• Task item: Would you copy every line of the listing below that includes the word "indices"?

*** Dataset records ***

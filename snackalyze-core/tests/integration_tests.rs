//! Integration tests for loading, filtering, reporting and export

use snackalyze_core::dataset::{to_csv_string, Dataset};
use snackalyze_core::filter::{FilterOverrides, FilteredView, GenderFilter};
use snackalyze_core::html::render_html_report;
use snackalyze_core::insights::summarize;
use snackalyze_core::predictor::{predict, PredictorSettings};
use snackalyze_core::report::{self, NO_DATA_WARNING};
use snackalyze_core::{config, load_filtered, Profile, RiskRules};
use std::fs;
use std::path::PathBuf;

fn fixture_path(name: &str) -> PathBuf {
    PathBuf::from(env!("CARGO_MANIFEST_DIR"))
        .parent()
        .unwrap()
        .join("tests")
        .join("fixtures")
        .join(name)
}

fn load(name: &str) -> Dataset {
    Dataset::load(&fixture_path(name)).unwrap()
}

fn filtered(dataset: &Dataset, overrides: FilterOverrides) -> FilteredView {
    FilteredView::new(dataset, overrides.resolve(dataset.bounds().as_ref()))
}

#[test]
fn test_load_small_fixture() {
    let dataset = load("small.csv");
    assert_eq!(dataset.len(), 6);
    assert_eq!(dataset.genders(), vec!["Male", "Female"]);

    let bounds = dataset.bounds().unwrap();
    assert_eq!((bounds.fast_food.min, bounds.fast_food.max), (1, 12));
    assert_eq!((bounds.age.min, bounds.age.max), (19, 58));
    assert_eq!((bounds.sleep.min, bounds.sleep.max), (4.0, 8.5));

    let flags: Vec<Option<u8>> = dataset
        .records()
        .iter()
        .map(|r| r.digestive_issues_num)
        .collect();
    assert_eq!(
        flags,
        vec![Some(0), Some(1), Some(1), Some(0), Some(0), Some(1)]
    );
}

#[test]
fn test_missing_file_reports_path() {
    let err = Dataset::load(&fixture_path("does-not-exist.csv")).unwrap_err();
    assert!(format!("{:#}", err).contains("does-not-exist.csv"));
}

#[test]
fn test_load_filtered_by_gender() {
    let criteria = {
        let dataset = load("small.csv");
        let mut c = FilterOverrides::default().resolve(dataset.bounds().as_ref());
        c.gender = GenderFilter::parse("Female");
        c
    };
    let (dataset, view) = load_filtered(&fixture_path("small.csv"), &criteria).unwrap();
    assert_eq!(view.total, dataset.len());
    assert_eq!(view.indices, vec![1, 3, 4]);
}

#[test]
fn test_digestive_filter() {
    let dataset = load("small.csv");
    let view = filtered(
        &dataset,
        FilterOverrides {
            digestive: Some(vec!["Yes".to_string()]),
            ..Default::default()
        },
    );
    assert_eq!(view.indices, vec![1, 2, 5]);
}

#[test]
fn test_risk_ranking_on_fixture() {
    let dataset = load("small.csv");
    let view = filtered(&dataset, FilterOverrides::default());
    let ranking = report::build_risk_ranking(&view, &RiskRules::default(), None);

    let order: Vec<(usize, f64)> = ranking.rows.iter().map(|r| (r.row, r.risk.score)).collect();
    assert_eq!(
        order,
        vec![
            (1, 80.0),
            (2, 49.0),
            (5, 41.0),
            (4, 20.0),
            (0, 11.0),
            (3, 0.0)
        ]
    );
}

#[test]
fn test_export_round_trip() {
    let dataset = load("small.csv");
    let view = filtered(
        &dataset,
        FilterOverrides {
            gender: Some("Female".to_string()),
            ..Default::default()
        },
    );

    let dir = tempfile::tempdir().unwrap();
    let path = dir.path().join("filtered.csv");
    fs::write(&path, to_csv_string(&view.records).unwrap()).unwrap();

    let reloaded = Dataset::load(&path).unwrap();
    assert_eq!(reloaded.records(), view.records.as_slice());

    let header = fs::read_to_string(&path).unwrap();
    assert!(header
        .lines()
        .next()
        .unwrap()
        .ends_with("Overall_Health_Score,Digestive_Issues_Num"));
}

#[test]
fn test_empty_selection_everywhere() {
    let dataset = load("small.csv");
    let view = filtered(
        &dataset,
        FilterOverrides {
            bmi_min: Some(40.0),
            ..Default::default()
        },
    );
    assert!(view.is_empty());
    assert!(summarize(&view.records).is_none());

    let text = report::render_dashboard_text(&report::build_dashboard(&view));
    assert!(text.contains(NO_DATA_WARNING));
    assert!(text.contains("Records: 0 of 6"));

    let html = render_html_report(&view, &RiskRules::default(), None);
    assert!(html.contains(NO_DATA_WARNING));

    let csv = to_csv_string(&view.records).unwrap();
    assert_eq!(csv.lines().count(), 1);
}

#[test]
fn test_prediction_on_sample() {
    let dataset = load("health_sample.csv");
    assert_eq!(dataset.len(), 120);

    let profile = Profile {
        age: 35.0,
        bmi: 27.0,
        fast_food_meals_per_week: 8.0,
        sleep_hours_per_day: 6.5,
        activity_hours_per_week: 4.0,
        energy_level_score: 6.0,
    };
    let prediction = predict(
        &profile,
        dataset.records(),
        &PredictorSettings::default(),
        &RiskRules::default(),
    )
    .unwrap();

    assert_eq!(prediction.neighbors_used, 50);
    assert!(prediction
        .neighbors
        .windows(2)
        .all(|w| w[0].distance <= w[1].distance));
    assert!((0.0..=1.0).contains(&prediction.outcomes.digestive_issue_rate.unwrap()));
    assert!((0.0..=100.0).contains(&prediction.outcomes.risk_score));
}

#[test]
fn test_config_changes_scoring() {
    let dir = tempfile::tempdir().unwrap();
    fs::write(
        dir.path().join(".snackalyzerc.json"),
        r#"{"risk": {"points": {"bmi": {"severe": 40}}, "bands": {"moderate": 10, "high": 45}}}"#,
    )
    .unwrap();
    let resolved = config::load_and_resolve(dir.path(), None).unwrap();

    let dataset = load("small.csv");
    let view = filtered(&dataset, FilterOverrides::default());
    let scored = report::score_rows(&view, &resolved.risk);

    // Row 1: 40 + 20 + 15 + 10 + 10, clamped
    assert_eq!(scored[1].risk.score, 95.0);
    // Row 2 scores 49 which is high under the custom bands
    assert_eq!(scored[2].risk.band.as_str(), "high");
    // Row 0 scores 11 which is moderate under the custom bands
    assert_eq!(scored[0].risk.band.as_str(), "moderate");
}

#[test]
fn test_full_html_report() {
    let dataset = load("health_sample.csv");
    let view = filtered(&dataset, FilterOverrides::default());
    let html = render_html_report(&view, &RiskRules::default(), None);
    assert!(html.contains("Rows: <strong>120</strong> of 120"));
    assert_eq!(html.matches("<tr data-row=").count(), 120);
}
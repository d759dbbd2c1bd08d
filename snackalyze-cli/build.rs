// Build script to inject version information from git tags
//
// Emits SNACKALYZE_VERSION: the clean tag version when built from a tag,
// otherwise CARGO_PKG_VERSION suffixed with git describe output.
// Falls back to CARGO_PKG_VERSION when git is unavailable.

use std::process::Command;

fn main() {
    let version = get_git_version().unwrap_or_else(|| env!("CARGO_PKG_VERSION").to_string());

    println!("cargo:rustc-env=SNACKALYZE_VERSION={}", version);
    println!("cargo:rerun-if-changed=.git/HEAD");
    println!("cargo:rerun-if-changed=.git/refs/heads");
    println!("cargo:rerun-if-changed=.git/refs/tags");
}

fn get_git_version() -> Option<String> {
    // "v0.3.0", "v0.3.0-5-gabc123", or "abc123-dirty"
    let output = Command::new("git")
        .args(["describe", "--tags", "--always", "--dirty"])
        .output()
        .ok()?;

    if !output.status.success() {
        return None;
    }

    let described = String::from_utf8(output.stdout).ok()?;
    let described = described.trim();

    if let Some(tag) = described.strip_prefix('v') {
        // Keep only the tag part of "0.3.0-5-gabc123"
        let version = tag.split('-').next().unwrap_or(tag);
        return Some(version.to_string());
    }

    let base_version = env!("CARGO_PKG_VERSION");
    Some(match described.strip_suffix("-dirty") {
        Some(sha) => format!("{}-{}-dirty", base_version, sha),
        None => format!("{}-{}", base_version, described),
    })
}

*** End of Dataset records ***

• Output of the exercise:
    assert_eq!(view.indices, vec![1, 3, 4]);
    assert_eq!(view.indices, vec![1, 2, 5]);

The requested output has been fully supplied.